AAV vectors produced with different AAP constructs packaging ssCBA-Luc transgenes were prediluted in DMEM plus 5% FBS plus P/S. Portions (50 μl) of recombinant AAV vectors (1,000 to 10,000 vector genomes [vg]/cell) were mixed with 50 μl of 5 × 10⁴ HEK293 cells and added to tissue culture-treated, black, transparent bottom 96-well plates (Corning, Corning, NY). The plates were incubated in 5% CO₂ at 37°C for 48 h. The cells were then lysed with 25 μl of 1× passive lysis buffer (Promega) for 30 min at room temperature. The luciferase activity was measured on a Victor 3 multilabel plate reader (Perkin-Elmer) immediately after the addition of 25 μl of luciferin (Promega). All readouts were normalized to wild-type AAP1 or AAV1 controls.

HEK293 cells were seeded on a 12-mm-diameter poly-lysine-treated glass coverslip (GG-12-1.5-PDL; NeoVitro, Vancouver, WA) in a 24-well plate. Cells were transfected at 60 to 70% confluence with pCDNA3.1 AAP alone (250 ng) using PEI as the transfection reagent. At 2 days posttransfection, the cells were fixed with 4% paraformaldehyde in phosphate-buffered saline (PBS) for 15 min and permeabilized with 0.1% Triton X-100 in PBS for 10 min. The nucleolus was stained using α-C23 (D-6) antibody, followed by goat α-mouse IgG H+L Alexa Fluor 594 (Thermo Fisher). The nucleus was stained with DAPI (4′,6′-diamidino-2-phenylindole; Thermo Fisher).
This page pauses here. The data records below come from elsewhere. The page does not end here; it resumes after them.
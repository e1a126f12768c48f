use actix_web::{HttpRequest, HttpResponse, Result as ActixResult};

use super::ExamService;
use crate::models::exams::requests::ExamListParams;
use crate::models::ApiResponse;

pub async fn list_exams(
    service: &ExamService,
    query: ExamListParams,
    request: &HttpRequest,
) -> ActixResult<HttpResponse> {
    let storage = service.get_storage(request);
    let response = storage.list_exams_with_pagination(query).await?;

    Ok(HttpResponse::Ok().json(ApiResponse::success(
        response,
        "Exam list retrieved successfully",
    )))
}
//! 院系实体

use sea_orm::entity::prelude::*;

#[derive(Clone, Debug, PartialEq, DeriveEntityModel)]
#[sea_orm(table_name = "departments")]
pub struct Model {
    #[sea_orm(primary_key)]
    pub id: i64,
    #[sea_orm(unique)]
    pub name: String,
    #[sea_orm(unique)]
    pub code: String,
    pub description: Option<String>,
    pub hod_id: Option<i64>,
    pub created_at: i64,
    pub updated_at: i64,
}

#[derive(Copy, Clone, Debug, EnumIter, DeriveRelation)]
pub enum Relation {
    #[sea_orm(has_many = "super::programs::Entity")]
    Programs,
}

impl Related<super::programs::Entity> for Entity {
    fn to() -> RelationDef {
        Relation::Programs.def()
    }
}

impl ActiveModelBehavior for ActiveModel {}

impl Model {
    pub fn into_department(self) -> crate::models::departments::entities::Department {
        crate::models::departments::entities::Department {
            id: self.id,
            name: self.name,
            code: self.code,
            description: self.description,
            hod_id: self.hod_id,
            created_at: super::from_timestamp(self.created_at),
            updated_at: super::from_timestamp(self.updated_at),
        }
    }
}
Coverslips were mounted onto microscope slides using ProLong Diamond mountant (Invitrogen, Carlsbad, CA). Fluorescence images were taken by using a Zeiss LSM 710 spectral confocal laser scanning microscope at the UNC Microscopy Service Laboratory.
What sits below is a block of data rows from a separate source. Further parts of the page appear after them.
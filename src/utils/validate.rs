use std::collections::BTreeMap;

use once_cell::sync::Lazy;
use regex::Regex;
use serde::Serialize;

static USERNAME_RE: Lazy<Regex> =
    Lazy::new(|| Regex::new(r"^[A-Za-z0-9_-]+$").expect("Invalid username regex"));

static EMAIL_RE: Lazy<Regex> = Lazy::new(|| {
    Regex::new(r"^[A-Za-z0-9._%+-]+@[A-Za-z0-9.-]+\.[A-Z|a-z]{2,}$").expect("Invalid email regex")
});

pub fn validate_username(username: &str) -> Result<(), &'static str> {
    // 用户名长度校验：5 <= x <= 16
    if username.len() < 5 || username.len() > 16 {
        return Err("Username length must be between 5 and 16 characters");
    }
    // 用户名格式校验：只能包含字母、数字、下划线或连字符
    if !USERNAME_RE.is_match(username) {
        return Err("Username must contain only letters, numbers, underscores or hyphens");
    }
    Ok(())
}

pub fn validate_email(email: &str) -> Result<(), &'static str> {
    // 邮箱格式校验：必须包含 @ 和 .
    if !EMAIL_RE.is_match(email) {
        return Err("Email format is invalid");
    }
    Ok(())
}

pub const MSG_REQUIRED: &str = "This field is required.";
pub const MSG_BLANK: &str = "This field may not be blank.";

/// 字段级校验错误：字段名 -> 错误信息列表
#[derive(Debug, Clone, Default, PartialEq, Serialize)]
#[serde(transparent)]
pub struct FieldErrors(BTreeMap<String, Vec<String>>);

impl FieldErrors {
    pub fn new() -> Self {
        Self::default()
    }

    pub fn add(&mut self, field: &str, message: impl Into<String>) {
        self.0
            .entry(field.to_string())
            .or_default()
            .push(message.into());
    }

    pub fn is_empty(&self) -> bool {
        self.0.is_empty()
    }

    pub fn has(&self, field: &str) -> bool {
        self.0.contains_key(field)
    }

    pub fn get(&self, field: &str) -> Option<&[String]> {
        self.0.get(field).map(Vec::as_slice)
    }

    pub fn merge(&mut self, other: FieldErrors) {
        for (field, messages) in other.0 {
            self.0.entry(field).or_default().extend(messages);
        }
    }

    pub fn into_result(self) -> Result<(), FieldErrors> {
        if self.is_empty() { Ok(()) } else { Err(self) }
    }
}

/// 必填文本：不能为空白，且不超过 `max_len` 个字符
pub fn check_text(errors: &mut FieldErrors, field: &str, value: &str, max_len: usize) {
    if value.trim().is_empty() {
        errors.add(field, MSG_BLANK);
    } else if value.chars().count() > max_len {
        errors.add(
            field,
            format!("Ensure this field has no more than {max_len} characters."),
        );
    }
}

/// 可选文本：提供时按必填文本规则校验
pub fn check_opt_text(errors: &mut FieldErrors, field: &str, value: Option<&str>, max_len: usize) {
    if let Some(value) = value {
        check_text(errors, field, value, max_len);
    }
}

pub fn check_email(errors: &mut FieldErrors, field: &str, value: &str) {
    if value.trim().is_empty() {
        errors.add(field, MSG_BLANK);
    } else if validate_email(value).is_err() {
        errors.add(field, "Enter a valid email address.");
    }
}

pub fn validate_phone(phone: &str) -> Result<(), &'static str> {
    if phone.trim().is_empty() {
        return Err(MSG_BLANK);
    }
    if phone.chars().count() > 15 {
        return Err("Ensure this field has no more than 15 characters.");
    }
    Ok(())
}

pub fn check_phone(errors: &mut FieldErrors, field: &str, value: &str) {
    if let Err(msg) = validate_phone(value) {
        errors.add(field, msg);
    }
}

/// 定点小数校验：总位数不超过 `max_digits`，小数位不超过 `places`
pub fn validate_decimal(value: f64, max_digits: u32, places: u32) -> Result<(), String> {
    if !value.is_finite() {
        return Err("A valid number is required.".to_string());
    }
    let scale = 10f64.powi(places as i32);
    let scaled = value.abs() * scale;
    if (scaled - scaled.round()).abs() > 1e-6 {
        return Err(format!(
            "Ensure that there are no more than {places} decimal places."
        ));
    }
    let whole_digits = max_digits - places;
    if value.abs().trunc() >= 10f64.powi(whole_digits as i32) {
        return Err(format!(
            "Ensure that there are no more than {whole_digits} digits before the decimal point."
        ));
    }
    Ok(())
}

/// 按小数位四舍五入
pub fn round_to(value: f64, places: u32) -> f64 {
    let scale = 10f64.powi(places as i32);
    (value * scale).round() / scale
}

/// 密码策略验证结果
#[derive(Debug, Clone)]
pub struct PasswordValidationResult {
    pub is_valid: bool,
    pub errors: Vec<&'static str>,
}

impl PasswordValidationResult {
    pub fn error_message(&self) -> String {
        self.errors.join("; ")
    }
}

/// 验证密码是否符合安全策略
///
/// 策略要求：
/// - 最小长度：8 字符
/// - 必须包含：大写字母 + 小写字母 + 数字
/// - 可选：特殊字符（增强安全性）
pub fn validate_password(password: &str) -> PasswordValidationResult {
    let mut errors = Vec::new();

    // 1. 长度检查：至少 8 个字符
    if password.len() < 8 {
        errors.push("Password must be at least 8 characters long");
    }

    // 2. 大写字母检查
    if !password.chars().any(|c| c.is_ascii_uppercase()) {
        errors.push("Password must contain at least one uppercase letter");
    }

    // 3. 小写字母检查
    if !password.chars().any(|c| c.is_ascii_lowercase()) {
        errors.push("Password must contain at least one lowercase letter");
    }

    // 4. 数字检查
    if !password.chars().any(|c| c.is_ascii_digit()) {
        errors.push("Password must contain at least one digit");
    }

    // 5. 常见弱密码检查
    let weak_passwords = [
        "password",
        "12345678",
        "123456789",
        "qwerty123",
        "admin123",
        "password1",
        "Password1",
        "Qwerty123",
        "Abcd1234",
    ];
    if weak_passwords
        .iter()
        .any(|&weak| password.eq_ignore_ascii_case(weak))
    {
        errors.push("Password is too common, please choose a stronger password");
    }

    PasswordValidationResult {
        is_valid: errors.is_empty(),
        errors,
    }
}

/// 简化的密码验证（返回 Result）
pub fn validate_password_simple(password: &str) -> Result<(), String> {
    let result = validate_password(password);
    if result.is_valid {
        Ok(())
    } else {
        Err(result.error_message())
    }
}

#[cfg(test)]
mod tests {
    use super::*;

    #[test]
    fn test_valid_password() {
        assert!(validate_password("SecureP@ss1").is_valid);
        assert!(validate_password("MyP@ssw0rd").is_valid);
        assert!(validate_password("SecurePass123").is_valid);
    }

    #[test]
    fn test_short_password() {
        let result = validate_password("Ab1");
        assert!(!result.is_valid);
        assert!(
            result
                .errors
                .contains(&"Password must be at least 8 characters long")
        );
    }

    #[test]
    fn test_no_uppercase() {
        let result = validate_password("abcd1234");
        assert!(!result.is_valid);
        assert!(
            result
                .errors
                .contains(&"Password must contain at least one uppercase letter")
        );
    }

    #[test]
    fn test_no_lowercase() {
        let result = validate_password("ABCD1234");
        assert!(!result.is_valid);
        assert!(
            result
                .errors
                .contains(&"Password must contain at least one lowercase letter")
        );
    }

    #[test]
    fn test_no_digit() {
        let result = validate_password("AbcdEfgh");
        assert!(!result.is_valid);
        assert!(
            result
                .errors
                .contains(&"Password must contain at least one digit")
        );
    }

    #[test]
    fn test_common_password() {
        let result = validate_password("Password1");
        assert!(!result.is_valid);
        assert!(
            result
                .errors
                .contains(&"Password is too common, please choose a stronger password")
        );
    }

    #[test]
    fn test_field_errors_collects_per_field() {
        let mut errors = FieldErrors::new();
        assert!(errors.is_empty());
        errors.add("email", "Enter a valid email address.");
        errors.add("email", "student with this email already exists.");
        errors.add("phone", MSG_BLANK);
        assert_eq!(errors.get("email").map(|m| m.len()), Some(2));
        let json = serde_json::to_value(&errors).unwrap();
        assert_eq!(json["phone"][0], MSG_BLANK);
        assert!(errors.into_result().is_err());
    }

    #[test]
    fn test_check_text() {
        let mut errors = FieldErrors::new();
        check_text(&mut errors, "name", "   ", 10);
        check_text(&mut errors, "code", "ABCDEFGHIJK", 10);
        check_text(&mut errors, "title", "Physics", 10);
        assert!(errors.has("name"));
        assert!(errors.has("code"));
        assert!(!errors.has("title"));
    }

    #[test]
    fn test_validate_phone() {
        assert!(validate_phone("+923001234567").is_ok());
        assert!(validate_phone("1234567890123456").is_err());
        assert!(validate_phone("").is_err());
    }

    #[test]
    fn test_validate_decimal() {
        assert!(validate_decimal(3.5, 3, 1).is_ok());
        assert!(validate_decimal(99.9, 3, 1).is_ok());
        assert!(validate_decimal(3.25, 3, 1).is_err());
        assert!(validate_decimal(100.0, 3, 1).is_err());
        assert!(validate_decimal(1500.75, 10, 2).is_ok());
        assert!(validate_decimal(f64::NAN, 10, 2).is_err());
    }

    #[test]
    fn test_round_to() {
        assert_eq!(round_to(12.346, 2), 12.35);
        assert_eq!(round_to(3.04, 1), 3.0);
    }
}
HEK293 cells at 60 to 70% confluence on a 15-cm plate were transfected with pXX680 (3,000 ng), pTR-CBA-Luc (2,500 ng), pXR-AAV1-no AAP (3,000 ng), and pCDNA3.1 AAP constructs (7,500 ng) using PEI as the transfection reagent. At 3 days posttransfection, the cells were harvested from the plate in cold 1× DPBS, followed by more two washes in 1× DPBS. The pellets were resuspended in 400 μl of buffer D (20 mM HEPES/KOH [pH 7.9], 25% glycerol, 0.1 M KCl, 0.2 mM EDTA) and lysed on ice for 30 min with Halt protease inhibitor (Thermo Fisher). Lysates were spun at 13,000 × g for 2 min. Then, 5% of the supernatant was retained as input and prepared in 1× LDS buffer and 100 mM DTT. Next, 10 μl of Protein G Mag Sepharose Xtra beads washed three times in buffer D (GE Healthcare, Chicago, IL) was added to the remaining lysate; samples were then placed on a rotator at 4°C for 2 h. Next, the beads were washed twice for 30 min each in buffer D, followed by resuspension in 1× LDS buffer and 100 mM DTT. Samples were denatured at 95°C for 5 min and then loaded onto a precast 10% Bis-Tris gel (Thermo Fisher) and run in MOPS-SDS buffer. The protein was transferred to a 0.45-μm-pore size nitrocellulose membrane (Thermo Fisher) in a wet transfer apparatus. AAP was detected using α-human-HRP at a 1:10,000 dilution and visualized after reaction with Femto Western blot substrate (Thermo Fisher) on an Amersham AI600RGB system (Amersham Biosciences). Membranes were incubated in 30% peroxide for 30 min at room temperature and then reblocked. VP, AAP, and actin proteins were detected by using B1 hybridoma supernatant at a 1:50 dilution and α-actin antibody (ab3280) at a 1:2,000 dilution, respectively; goat anti-mouse-HRP at a 1:20,000 dilution was used as the secondary antibody. The membranes were again visualized as described above.

All error bars shown represent one standard deviation. Statistical analysis was carried out in GraphPad Prism software using an unpaired, two-tailed Student t test or two-way analysis of variance (ANOVA) in Fig. 9 (*, P ≤ 0.05; **, P ≤ 0.01; ***, P ≤ 0.001; ****, P ≤ 0.0001).